Digital and family evidence also appears likely to shape the prosecution’s early case. Police said court documents included several statements Bahamon allegedly made about his father. Investigators said Bahamon’s mother, who lives in Germany, received what looked like a photo of Bahamon-Prada’s body. She sent the image to Bahamon-Prada’s mother, who then sought answers from Bahamon. The grandmother asked whether her son was alive. Court documents said Bahamon gave an answer that suggested he believed his father was dead. Deputies later found Bahamon and interviewed him, but police said he did not cooperate.

The legal limits of the case remain important. A tampering charge can move forward before investigators finish a homicide case because it deals with alleged interference with evidence. It does not require prosecutors to prove in that first charge who killed Bahamon-Prada. The public record described by police does not yet include a filed murder count, a named weapon, a final autopsy result or a complete account of what happened after Bahamon-Prada left his mother on May 7. Those gaps may be addressed as forensic and digital evidence are reviewed.

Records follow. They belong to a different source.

//! Fleet State Reconciliation Engine
//!
//! Keeps a fleet of hosts converged on one versioned manifest: detects drift
//! over a single SSH session per host, applies only the corrective actions
//! needed, and rolls new manifest versions out through preview, canary and
//! staged batches.

pub mod appliers;
pub mod config;
pub mod db;
pub mod lifecycle;
pub mod manifest;
pub mod models;
pub mod pipeline;
pub mod rollout;
pub mod session;
pub mod utils;

// Re-export commonly used types
pub use config::Config;
pub use manifest::{Manifest, ManifestRegistry};
pub use pipeline::{HostOutcome, Pipeline, ReconcileResult, RunMode};
pub use rollout::Orchestrator;
pub use utils::errors::{ApplyError, ConfigError, SessionError};
use super::{Applier, ApplyContext};
use crate::session::{Action, RemotePath};
use crate::utils::errors::ApplyError;
use async_trait::async_trait;

/// Archives the manifest's backup paths before anything else runs.
/// Recorded in `ReconcileResult::backup`, never as a fix.
pub struct BackupApplier;

#[async_trait]
impl Applier for BackupApplier {
    fn kind(&self) -> &'static str {
        "backup"
    }

    async fn apply(&self, ctx: &mut ApplyContext<'_>) -> Result<(), ApplyError> {
        let Some(spec) = ctx.registry.manifest().backup.clone() else {
            return Ok(());
        };
        if ctx.dry_run {
            tracing::debug!(host = %ctx.host.id, "preview skips backup");
            return Ok(());
        }

        let stamp = chrono::Utc::now().format("%Y%m%dT%H%M%SZ").to_string();
        let archive = format!("{}/fleet-backup-{stamp}.tar.gz", spec.dest_dir.trim_end_matches('/'));
        let action = Action::Archive {
            sources: spec.paths.iter().map(|p| RemotePath::new(p.as_str())).collect(),
            dest: RemotePath::new(spec.dest_dir.trim_end_matches('/')),
            stamp,
            keep: spec.keep,
        };

        match ctx.commit(vec![action]).await {
            Ok(()) => {
                tracing::info!(host = %ctx.host.id, archive = %archive, "pre-reconcile backup taken");
                ctx.result.backup = Some(archive);
            }
            Err(e) => ctx.error("backup", e),
        }
        Ok(())
    }
}

#[cfg(test)]
mod tests {
    use super::*;
    use crate::appliers::testing::{host_record, registry, run};
    use crate::session::fake::FakeHost;

    const MANIFEST: &str = r#"
version = 3

[backup]
paths = ["~/.agent/workspace"]
dest_dir = "~/.fleet-backups"
keep = 2
"#;

    #[tokio::test]
    async fn test_backup_recorded_outside_fixed() {
        let fake = FakeHost::new();
        let result = run(&BackupApplier, &registry(MANIFEST), &host_record("h1"), &fake, false).await;

        assert!(result.fixed.is_empty());
        let archive = result.backup.unwrap();
        assert!(archive.starts_with("~/.fleet-backups/fleet-backup-"));
        assert!(fake.exists(&archive));
        assert_eq!(fake.counters().archives, 1);
    }

    #[tokio::test]
    async fn test_preview_takes_no_backup() {
        let fake = FakeHost::new();
        let result = run(&BackupApplier, &registry(MANIFEST), &host_record("h1"), &fake, true).await;

        assert!(result.backup.is_none());
        assert_eq!(fake.counters().applies, 0);
    }
}
use super::command::{CommandOutput, RemoteCommand, RemotePath};
use super::{Connector, CredentialResolver, Session};
use crate::config::SshConfig;
use crate::models::HostRecord;
use crate::utils::errors::SessionError;
use async_trait::async_trait;
use std::io::{Read, Write};
use std::net::{TcpStream, ToSocketAddrs};
use std::path::{Path, PathBuf};
use std::sync::Arc;
use std::time::{Duration, Instant};

/// Resolves a credential reference to `<keys_dir>/<credential_ref>`.
pub struct KeyDirResolver {
    keys_dir: PathBuf,
}

impl KeyDirResolver {
    pub fn new(keys_dir: impl Into<PathBuf>) -> Self {
        Self { keys_dir: keys_dir.into() }
    }
}

impl CredentialResolver for KeyDirResolver {
    fn private_key(&self, credential_ref: &str) -> Result<PathBuf, SessionError> {
        if credential_ref.is_empty()
            || credential_ref.contains('/')
            || credential_ref.contains('\\')
            || credential_ref.starts_with('.')
        {
            return Err(SessionError::Credential(credential_ref.to_string()));
        }
        let path = self.keys_dir.join(credential_ref);
        if !path.is_file() {
            return Err(SessionError::Credential(credential_ref.to_string()));
        }
        Ok(path)
    }
}

pub struct SshConnector {
    resolver: Arc<dyn CredentialResolver>,
    connect_timeout: Duration,
    command_timeout: Duration,
}

impl SshConnector {
    pub fn new(resolver: Arc<dyn CredentialResolver>, config: &SshConfig) -> Self {
        Self {
            resolver,
            connect_timeout: Duration::from_secs(config.connect_timeout_secs),
            command_timeout: Duration::from_secs(config.command_timeout_secs),
        }
    }
}

#[async_trait]
impl Connector for SshConnector {
    async fn open(&self, host: &HostRecord) -> Result<Box<dyn Session>, SessionError> {
        let key = self.resolver.private_key(&host.credential_ref)?;
        let target = host.clone();
        let (connect_timeout, command_timeout) = (self.connect_timeout, self.command_timeout);

        // ssh2 is blocking; keep it off the runtime threads
        let session = tokio::task::spawn_blocking(move || {
            connect(&target, &key, connect_timeout, command_timeout)
        })
        .await
        .map_err(|e| SessionError::Connect {
            host: host.id.clone(),
            reason: e.to_string(),
        })??;

        tracing::debug!(host = %host.id, address = %host.address, "SSH session opened");
        Ok(Box::new(SshSession {
            host_id: host.id.clone(),
            inner: Arc::new(session),
        }))
    }
}

fn timeout_ms(d: Duration) -> u32 {
    u32::try_from(d.as_millis()).unwrap_or(u32::MAX)
}

fn connect(
    host: &HostRecord,
    key: &Path,
    connect_timeout: Duration,
    command_timeout: Duration,
) -> Result<ssh2::Session, SessionError> {
    let connect_err = |reason: String| SessionError::Connect {
        host: host.id.clone(),
        reason,
    };

    let port = u16::try_from(host.port).map_err(|_| connect_err(format!("invalid port {}", host.port)))?;
    let addr = (host.address.as_str(), port)
        .to_socket_addrs()
        .map_err(|e| connect_err(e.to_string()))?
        .next()
        .ok_or_else(|| connect_err(format!("{} did not resolve", host.address)))?;

    let tcp = TcpStream::connect_timeout(&addr, connect_timeout).map_err(|e| connect_err(e.to_string()))?;

    let mut sess = ssh2::Session::new().map_err(|e| connect_err(e.to_string()))?;
    sess.set_tcp_stream(tcp);
    sess.set_timeout(timeout_ms(connect_timeout));
    sess.handshake().map_err(|e| connect_err(e.to_string()))?;

    sess.userauth_pubkey_file(&host.ssh_user, None, key, None)
        .map_err(|e| SessionError::Authentication {
            host: host.id.clone(),
            reason: e.to_string(),
        })?;
    if !sess.authenticated() {
        return Err(SessionError::Authentication {
            host: host.id.clone(),
            reason: "server rejected key".into(),
        });
    }

    sess.set_timeout(timeout_ms(command_timeout));
    Ok(sess)
}

pub struct SshSession {
    host_id: String,
    inner: Arc<ssh2::Session>,
}

fn exec(sess: &ssh2::Session, cmd: &str) -> Result<CommandOutput, SessionError> {
    let mut channel = sess.channel_session()?;
    channel.exec(cmd)?;

    // Both streams share the channel window; reading them in turn keeps a
    // chatty stderr from stalling stdout.
    sess.set_blocking(false);
    let drained = drain(sess, &mut channel);
    sess.set_blocking(true);
    let (stdout, stderr) = drained?;

    channel.wait_close()?;
    let exit_code = channel.exit_status()?;
    Ok(CommandOutput {
        exit_code,
        stdout: String::from_utf8_lossy(&stdout).into_owned(),
        stderr: String::from_utf8_lossy(&stderr).into_owned(),
    })
}

/// Read one chunk into `out`. Returns whether any bytes arrived.
fn read_some(stream: &mut impl Read, buf: &mut [u8], out: &mut Vec<u8>) -> Result<bool, SessionError> {
    match stream.read(buf) {
        Ok(n) => {
            out.extend_from_slice(&buf[..n]);
            Ok(n > 0)
        }
        Err(e) if e.kind() == std::io::ErrorKind::WouldBlock => Ok(false),
        Err(e) => Err(e.into()),
    }
}

fn drain(sess: &ssh2::Session, channel: &mut ssh2::Channel) -> Result<(Vec<u8>, Vec<u8>), SessionError> {
    let deadline = match sess.timeout() {
        0 => None,
        ms => Some(Instant::now() + Duration::from_millis(u64::from(ms))),
    };
    let mut buf = [0u8; 16 * 1024];
    let (mut stdout, mut stderr) = (Vec::new(), Vec::new());

    loop {
        let got_out = read_some(channel, &mut buf, &mut stdout)?;
        let got_err = read_some(&mut channel.stderr(), &mut buf, &mut stderr)?;
        if got_out || got_err {
            continue;
        }
        if channel.eof() {
            return Ok((stdout, stderr));
        }
        if deadline.is_some_and(|d| Instant::now() >= d) {
            return Err(SessionError::Command("timed out waiting for remote output".into()));
        }
        std::thread::sleep(Duration::from_millis(5));
    }
}

#[async_trait]
impl Session for SshSession {
    async fn run(&self, command: &RemoteCommand) -> Result<CommandOutput, SessionError> {
        let sess = self.inner.clone();
        let cmd = command.render();
        let output = tokio::task::spawn_blocking(move || exec(&sess, &cmd))
            .await
            .map_err(|e| SessionError::Command(e.to_string()))??;

        if !output.success() {
            tracing::debug!(
                host = %self.host_id,
                exit_code = output.exit_code,
                stderr = %output.stderr.trim(),
                "Remote command exited non-zero"
            );
        }
        Ok(output)
    }

    async fn transfer_file(&self, content: &[u8], remote_path: &RemotePath) -> Result<(), SessionError> {
        let sess = self.inner.clone();
        let bytes = content.len();
        let content = content.to_vec();
        let path = remote_path.clone();
        let transfer_err = |reason: String| SessionError::Transfer {
            path: remote_path.to_string(),
            reason,
        };

        tokio::task::spawn_blocking(move || -> Result<(), SessionError> {
            let sftp = sess.sftp()?;
            let mut file = sftp.create(Path::new(path.sftp_path()))?;
            file.write_all(&content)?;
            Ok(())
        })
        .await
        .map_err(|e| transfer_err(e.to_string()))?
        .map_err(|e| transfer_err(e.to_string()))?;

        tracing::debug!(host = %self.host_id, path = %remote_path, bytes, "Bulk transfer complete");
        Ok(())
    }

    async fn close(&self) -> Result<(), SessionError> {
        let sess = self.inner.clone();
        tokio::task::spawn_blocking(move || sess.disconnect(None, "reconcile pass complete", None))
            .await
            .map_err(|e| SessionError::Command(e.to_string()))??;
        Ok(())
    }
}
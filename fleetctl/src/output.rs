//! Human-readable report rendering. `--json` bypasses all of this.

use fleet_engine::models::HostRecord;
use fleet_engine::pipeline::ReconcileResult;
use fleet_engine::rollout::{CanaryReport, PreviewReport, RolloutReport};
use serde::Serialize;

/// Print `value` as JSON or through `render`.
pub fn emit<T: Serialize + ?Sized>(json: bool, value: &T, render: impl Fn(&T) -> String) -> anyhow::Result<()> {
    if json {
        println!("{}", serde_json::to_string_pretty(value)?);
    } else {
        print!("{}", render(value));
    }
    Ok(())
}

fn result_lines(result: &ReconcileResult, lines: &mut Vec<String>) {
    lines.push(format!("  fixed ({}):", result.fixed.len()));
    lines.extend(result.fixed.iter().map(|f| format!("    {f}")));
    lines.push(format!("  already correct: {}", result.already_correct.len()));
    if !result.errors.is_empty() {
        lines.push(format!("  errors ({}):", result.errors.len()));
        lines.extend(result.errors.iter().map(|e| format!("    {e}")));
    }
    if let Some(backup) = &result.backup {
        lines.push(format!("  backup: {backup}"));
    }
}

fn finish(lines: Vec<String>) -> String {
    let mut out = lines.join("\n");
    out.push('\n');
    out
}

pub fn preview(report: &PreviewReport) -> String {
    let mut lines = vec![format!(
        "Preview of manifest v{} on {} (currently v{})",
        report.target_version, report.host_id, report.current_version
    )];
    if let Some(reason) = &report.outcome.fatal {
        lines.push(format!("  unreachable: {reason}"));
        return finish(lines);
    }
    result_lines(&report.outcome.result, &mut lines);
    if report.outcome.result.restart_needed {
        lines.push("  service restart would be requested".to_string());
    }
    finish(lines)
}

pub fn canary(report: &CanaryReport) -> String {
    let mut lines = vec![format!("Canary {} for manifest v{}", report.host_id, report.target_version)];
    if let Some(reason) = &report.outcome.fatal {
        lines.push(format!("  unreachable: {reason}"));
    } else {
        result_lines(&report.outcome.result, &mut lines);
        lines.push("  spot checks:".to_string());
        for check in &report.spot_checks {
            let mark = if check.passed { "ok" } else { "FAIL" };
            lines.push(format!("    [{mark}] {} ({})", check.path, check.detail));
        }
        lines.push(format!("  healthy: {}", if report.healthy { "yes" } else { "no" }));
    }
    lines.push(if report.safe {
        "Canary passed: manifest is safe to roll out".to_string()
    } else {
        "Canary FAILED: do not roll out".to_string()
    });
    finish(lines)
}

pub fn rollout(report: &RolloutReport) -> String {
    let mut lines = Vec::new();
    for batch in &report.batches {
        lines.push(format!(
            "Batch {} [{}]: fixed {}, already correct {}, errors {}, failed {}",
            batch.index,
            batch.hosts.join(", "),
            batch.fixed,
            batch.already_correct,
            batch.errors,
            batch.failed.len()
        ));
    }

    let failed = report.failed();
    lines.push(format!(
        "Rollout to manifest v{}: {} succeeded, {} failed",
        report.target_version,
        report.succeeded().len(),
        failed.len()
    ));
    if !failed.is_empty() {
        lines.push("Failed hosts:".to_string());
        lines.extend(failed.iter().map(|(host, reason)| format!("  {host}: {reason}")));
    }

    let attention = report.needs_attention();
    if !attention.is_empty() {
        lines.push("Needs attention:".to_string());
        for host in attention {
            if let Some(outcome) = report.outcomes.get(host) {
                lines.extend(outcome.result.errors.iter().map(|e| format!("  {host}: {e}")));
            }
        }
    }

    let degraded = report.degraded();
    if !degraded.is_empty() {
        lines.push(format!("Degraded after restart: {}", degraded.join(", ")));
    }
    if report.halted {
        lines.push("Halted at a batch boundary; rerun to continue".to_string());
    }
    finish(lines)
}

pub fn hosts(hosts: &[HostRecord]) -> String {
    if hosts.is_empty() {
        return "No hosts registered\n".to_string();
    }
    let lines = hosts
        .iter()
        .map(|h| {
            format!(
                "{:<20} {:<24} v{:<5} {}",
                h.id,
                format!("{}@{}:{}", h.ssh_user, h.address, h.port),
                h.manifest_version,
                h.api_mode
            )
        })
        .collect();
    finish(lines)
}

#[cfg(test)]
mod tests {
    use super::*;
    use fleet_engine::lifecycle::ServiceState;
    use fleet_engine::pipeline::HostOutcome;
    use fleet_engine::rollout::BatchSummary;

    #[test]
    fn test_rollout_lists_failed_hosts() {
        let ok = HostOutcome {
            host_id: "web-1".to_string(),
            result: ReconcileResult { fixed: vec!["setting:a".to_string()], ..Default::default() },
            service: ServiceState::Idle,
            fatal: None,
        };
        let down = HostOutcome::fatal("web-2", "connection refused".to_string());
        let outcomes = vec![ok, down];

        let mut report = RolloutReport::new(4);
        report.record(BatchSummary::from_outcomes(1, &outcomes), outcomes);
        report.halted = true;

        let text = rollout(&report);
        assert!(text.contains("Batch 1 [web-1, web-2]: fixed 1, already correct 0, errors 1, failed 1"));
        assert!(text.contains("Rollout to manifest v4: 1 succeeded, 1 failed"));
        assert!(text.contains("  web-2: connection refused"));
        assert!(text.ends_with("Halted at a batch boundary; rerun to continue\n"));
    }
}
//! `{{ name }}` placeholder substitution for templates whose content embeds
//! values only known when the registry is built.

use crate::utils::errors::ConfigError;
use std::collections::BTreeMap;

/// Replace every `{{ key }}` in `text` with `params[key]`. An unterminated
/// `{{` is kept literally; a placeholder without a value is an error.
pub fn render(
    template: &str,
    text: &str,
    params: &BTreeMap<String, String>,
) -> Result<String, ConfigError> {
    let mut out = String::with_capacity(text.len());
    let mut rest = text;

    while let Some(start) = rest.find("{{") {
        let Some(len) = rest[start + 2..].find("}}") else {
            break;
        };
        let key = rest[start + 2..start + 2 + len].trim();
        let value = params.get(key).ok_or_else(|| ConfigError::UnresolvedPlaceholder {
            template: template.to_string(),
            placeholder: key.to_string(),
        })?;
        out.push_str(&rest[..start]);
        out.push_str(value);
        rest = &rest[start + 2 + len + 2..];
    }

    out.push_str(rest);
    Ok(out)
}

The missing vehicle is another unresolved part of the investigation. Deputies described Bahamon-Prada’s car as a silver 2007 Infiniti M35 and said it could contain important evidence. They did not publicly say whether the vehicle might show where Bahamon-Prada went after he was last seen, whether it was moved from the Dunnellon property or whether it could contain physical evidence from before or after the suspected killing. Its location could help investigators test the timeline built from family statements and the search of the home.

The property itself has drawn attention because of a past case at the same address, but deputies said the earlier matter is unrelated. In 2009, the torso of a woman was found in a burn pit in the same backyard. Zachary Snyder later pleaded guilty to murder in that case. The current owners told WESH they bought the property in 2017 and had rented it to Bahamon-Prada since last November. The sheriff’s office has not suggested the old case has any bearing on the disappearance of Bahamon-Prada.

Bahamon’s next court appearance is scheduled for June 23. Before then, investigators may receive more information from the medical examiner and from crime-scene processing. Prosecutors also may review whether the evidence supports additional charges. The defense posture was not clear from the first public reports, and there was no public statement from Bahamon addressing the allegations in court.

For now, the case remains split between a filed evidence charge and a broader homicide investigation. Bahamon is held without bond, Bahamon-Prada’s disappearance remains under investigation and the June 23 court date is the next scheduled public step.

Author note: Last updated June 19, 2026.